People take their sleep for granted—at least that’s what some local sleep doctors have observed.

Experts are taking the opportunity during National Sleep Awareness Week, which started Sunday and runs through Saturday, to remind people about the importance of sleep and how a sleep disorder can cause other issues or be a symptom of another health issue.

“Sleep is very important,” said Mary C. Adekunle, Clinical Director of the Sleep and Neurodiagnostics Center at Bacharach Institute for Rehabilitation in New Jersey. “Diet and exercise are key, too, but sleep is even more important, because if you’re not sleeping, the other two are not working.”

Sleep doctors recommend that people get sleep screenings, positive airway pressure therapy (PAP) machine pressure checks and equipment evaluations.
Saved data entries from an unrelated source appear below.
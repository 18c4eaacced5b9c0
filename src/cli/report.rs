use chrono::NaiveDate;
use colored::Colorize;
use comfy_table::{Cell, Table};

use crate::cli::{open_db, parse_date, parse_date_opt, parse_month};
use crate::error::Result;
use crate::fmt::{money, pct, pct_change};
use crate::reports::{self, ComparisonReport};

fn today() -> NaiveDate {
    chrono::Local::now().date_naive()
}

fn signed_money(val: f64) -> String {
    let text = money(val);
    if val > 0.0 {
        format!("+{text}").green().to_string()
    } else if val < 0.0 {
        text.red().to_string()
    } else {
        text
    }
}

pub fn total(tenant: &str, from_date: &str, to_date: &str) -> Result<()> {
    let conn = open_db()?;
    let report = reports::get_total_income(&conn, tenant, parse_date(from_date)?, parse_date(to_date)?)?;

    let mut table = Table::new();
    table.set_header(vec!["Date", "Net Income"]);
    for day in &report.days {
        table.add_row(vec![Cell::new(day.date), Cell::new(money(day.net_income))]);
    }
    table.add_row(vec![Cell::new("Total".bold()), Cell::new(money(report.total).bold())]);

    println!("Total Income {from_date} to {to_date}\n{table}");
    Ok(())
}

pub fn stores(tenant: &str, from_date: &str, to_date: &str, stores: &[String]) -> Result<()> {
    let conn = open_db()?;
    let rows = reports::get_store_income(&conn, tenant, parse_date(from_date)?, parse_date(to_date)?, stores)?;

    if rows.is_empty() {
        println!("No income recorded for {from_date} to {to_date}.");
        return Ok(());
    }

    let mut table = Table::new();
    table.set_header(vec!["Date", "Store", "Net Income"]);
    for row in &rows {
        table.add_row(vec![
            Cell::new(row.date),
            Cell::new(&row.store_account_id),
            Cell::new(money(row.net_income)),
        ]);
    }
    println!("Income by Store {from_date} to {to_date}\n{table}");
    Ok(())
}

fn print_comparison(title: &str, report: &ComparisonReport) {
    if report.rows.is_empty() {
        println!(
            "No income recorded for {} or {}.",
            report.current_label, report.previous_label
        );
        return;
    }

    let mut table = Table::new();
    table.set_header(vec![
        "Store".to_string(),
        "Account".to_string(),
        report.current_label.clone(),
        report.previous_label.clone(),
        "Difference".to_string(),
        "Difference %".to_string(),
    ]);
    for row in &report.rows {
        table.add_row(vec![
            Cell::new(&row.store_name),
            Cell::new(&row.account_name),
            Cell::new(money(row.current)),
            Cell::new(money(row.previous)),
            Cell::new(signed_money(row.diff)),
            Cell::new(pct(row.diff_pct)),
        ]);
    }
    let diff = report.current_total - report.previous_total;
    table.add_row(vec![
        Cell::new("Total".bold()),
        Cell::new(""),
        Cell::new(money(report.current_total)),
        Cell::new(money(report.previous_total)),
        Cell::new(signed_money(diff)),
        Cell::new(pct(pct_change(report.current_total, report.previous_total))),
    ]);
    println!("{title}\n{table}");
}

pub fn monthly(tenant: &str, month: &str, compare: Option<&str>) -> Result<()> {
    let conn = open_db()?;
    let month = parse_month(month)?;
    let compare = compare.map(parse_month).transpose()?;
    let report = reports::get_monthly_comparison(&conn, tenant, month, compare)?;
    print_comparison("Monthly Income", &report);
    Ok(())
}

pub fn daily(tenant: &str, date: Option<&str>) -> Result<()> {
    let conn = open_db()?;
    let day = parse_date_opt(date)?.unwrap_or_else(today);
    let report = reports::get_day_comparison(&conn, tenant, day, 1)?;
    print_comparison("Daily Income", &report);
    Ok(())
}

pub fn today_vs_last_month(tenant: &str, date: Option<&str>) -> Result<()> {
    let conn = open_db()?;
    let day = parse_date_opt(date)?.unwrap_or_else(today);
    let report = reports::get_today_comparison(&conn, tenant, day)?;
    print_comparison("Income vs 30 Days Earlier", &report);
    Ok(())
}

pub fn quarterly(tenant: &str, year: i32, quarter: u32) -> Result<()> {
    let conn = open_db()?;
    let report = reports::get_quarterly_comparison(&conn, tenant, year, quarter)?;
    print_comparison("Quarterly Income", &report);
    Ok(())
}

pub fn yearly(tenant: &str, year: i32) -> Result<()> {
    let conn = open_db()?;
    let months = reports::get_monthly_totals(&conn, tenant, year)?;
    if months.is_empty() {
        println!("No income recorded in {year}.");
        return Ok(());
    }

    let mut table = Table::new();
    table.set_header(vec!["Month", "Net Income"]);
    for m in &months {
        table.add_row(vec![Cell::new(m.month.format("%B")), Cell::new(money(m.net_income))]);
    }
    let total: f64 = months.iter().map(|m| m.net_income).sum();
    table.add_row(vec![Cell::new("Total".bold()), Cell::new(money(total).bold())]);
    println!("Monthly Income {year}\n{table}");

    let quarters = reports::get_quarterly_totals(&conn, tenant, year, today())?;
    if !quarters.is_empty() {
        let mut table = Table::new();
        table.set_header(vec!["Quarter", "Net Income"]);
        for q in &quarters {
            table.add_row(vec![Cell::new(format!("Q{}", q.quarter)), Cell::new(money(q.net_income))]);
        }
        println!("\nQuarterly Income {year}\n{table}");
    }
    Ok(())
}

pub fn income(tenant: &str, store: Option<&str>, desc: bool) -> Result<()> {
    let conn = open_db()?;
    let records = reports::get_income_records(&conn, tenant, store, None, None, desc)?;

    if records.is_empty() {
        println!("No income records.");
        return Ok(());
    }

    let mut table = Table::new();
    table.set_header(vec!["Date", "Store", "Account", "Net Income"]);
    for r in &records {
        table.add_row(vec![
            Cell::new(r.date),
            Cell::new(&r.store_name),
            Cell::new(&r.account_name),
            Cell::new(money(r.net_income)),
        ]);
    }
    let total: f64 = records.iter().map(|r| r.net_income).sum();
    println!("Income Records\n{table}");
    println!("{} records, total {}", records.len(), money(total));
    Ok(())
}

pub fn range(tenant: &str) -> Result<()> {
    let conn = open_db()?;
    match reports::get_date_range(&conn, tenant)? {
        Some((first, last)) => println!("Dates:   {first} to {last}"),
        None => {
            println!("No income records for {tenant}.");
            return Ok(());
        }
    }
    let stores = reports::get_store_ids(&conn, tenant)?;
    println!("Stores:  {}", stores.len());
    for store in &stores {
        println!("  {store}");
    }
    Ok(())
}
Between 50 and 70 million adults in the United States have a sleep disorder, according to the American Sleep Association, which can include insomnia, sleep apnea, narcolepsy, restless leg syndrome and others.
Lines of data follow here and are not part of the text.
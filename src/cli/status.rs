use crate::db::get_connection;
use crate::error::Result;
use crate::reports::{count_records, get_date_range, get_store_ids};
use crate::settings::{db_path, load_settings, resolve_tenant};
use crate::store::list_uploads;

pub fn run(tenant: Option<&str>) -> Result<()> {
    let settings = load_settings();
    let db_path = db_path();
    let tenant = resolve_tenant(tenant).ok();

    println!("Tenant:     {}", tenant.as_deref().unwrap_or("(not set)"));
    println!("Data dir:   {}", settings.data_dir);
    println!("Database:   {}", db_path.display());

    if !db_path.exists() {
        println!();
        println!("Database not found. Run `marketbook init` to set up.");
        return Ok(());
    }
    let Some(tenant) = tenant else {
        return Ok(());
    };

    let conn = get_connection(&db_path)?;
    let records = count_records(&conn, &tenant)?;
    let stores = get_store_ids(&conn, &tenant)?;

    println!();
    println!("Records:    {records}");
    println!("Stores:     {}", stores.len());
    if let Some((first, last)) = get_date_range(&conn, &tenant)? {
        println!("Dates:      {first} to {last}");
    }

    let recent = list_uploads(&conn, &tenant, 5)?;
    if !recent.is_empty() {
        println!("\nRecent Uploads\n{}", super::history::uploads_table(&recent));
    }
    Ok(())
}
use std::path::PathBuf;

use serde::{Deserialize, Serialize};

use crate::db::DB_FILE;
use crate::error::{MarketbookError, Result};

#[derive(Debug, Clone, Serialize, Deserialize)]
pub struct Settings {
    pub data_dir: String,
    #[serde(default)]
    pub tenant: String,
}

impl Default for Settings {
    fn default() -> Self {
        Self {
            data_dir: default_data_dir().to_string_lossy().to_string(),
            tenant: String::new(),
        }
    }
}

fn config_dir() -> PathBuf {
    dirs::home_dir()
        .unwrap_or_else(|| PathBuf::from("."))
        .join(".config")
        .join("marketbook")
}

fn settings_path() -> PathBuf {
    config_dir().join("settings.json")
}

fn default_data_dir() -> PathBuf {
    dirs::home_dir()
        .unwrap_or_else(|| PathBuf::from("."))
        .join("Documents")
        .join("marketbook")
}

pub fn load_settings() -> Settings {
    let path = settings_path();
    if path.exists() {
        let content = std::fs::read_to_string(&path).unwrap_or_default();
        serde_json::from_str(&content).unwrap_or_default()
    } else {
        Settings::default()
    }
}

pub fn save_settings(settings: &Settings) -> Result<()> {
    let dir = config_dir();
    std::fs::create_dir_all(&dir)?;
    let json = serde_json::to_string_pretty(settings)
        .map_err(|e| MarketbookError::Settings(e.to_string()))?;
    std::fs::write(settings_path(), format!("{json}\n"))?;
    Ok(())
}

pub fn get_data_dir() -> PathBuf {
    PathBuf::from(&load_settings().data_dir)
}

pub fn db_path() -> PathBuf {
    get_data_dir().join(DB_FILE)
}

/// The tenant every command is scoped to: the `--tenant` flag if given,
/// otherwise the one saved by `init`.
pub fn resolve_tenant(flag: Option<&str>) -> Result<String> {
    pick_tenant(flag, &load_settings())
}

fn pick_tenant(flag: Option<&str>, settings: &Settings) -> Result<String> {
    let tenant = flag.unwrap_or(settings.tenant.as_str()).trim();
    if tenant.is_empty() {
        return Err(MarketbookError::Settings(
            "No tenant set. Pass --tenant or run `marketbook init --tenant <name>`.".into(),
        ));
    }
    Ok(tenant.to_string())
}

pub fn shellexpand_path(path: &str) -> String {
    if path.starts_with('~') {
        if let Some(home) = dirs::home_dir() {
            return path.replacen('~', &home.to_string_lossy(), 1);
        }
    }
    std::fs::canonicalize(path)
        .unwrap_or_else(|_| PathBuf::from(path))
        .to_string_lossy()
        .to_string()
}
Insomnia is the most common specific sleep disorder, with short term issues reported by about 30 percent of adults and chronic insomnia by 10 percent of adults, according to the association.

Adekunle said it’s common for patients of all different ages to come in with memory problems, fatigue, hyperactivity, uncontrolled hypertension and a general unwell feeling before they discover that they suffer from a sleep disorder.

Sleep disorders can cause or exacerbate other medical issues, like cardiovascular disease, Adekunle said.

Although federal guidelines recommend that adults get at least seven or more hours of sleep every night, higher percentages of people living in north- and southeast parts of the country get less than the recommended sleep levels, according to a 2014 U.S. Centers for Disease Control and Prevention report.

“People, especially Americans, rob ourselves of sleep,” Adekunle said. “We don’t understand the meaning and importance of relaxing and feeling refreshed. Cutting sleep even by two hours is a big deal, because you miss a whole sleep cycle. We really need to focus on sleep, and schedule it like everything else.”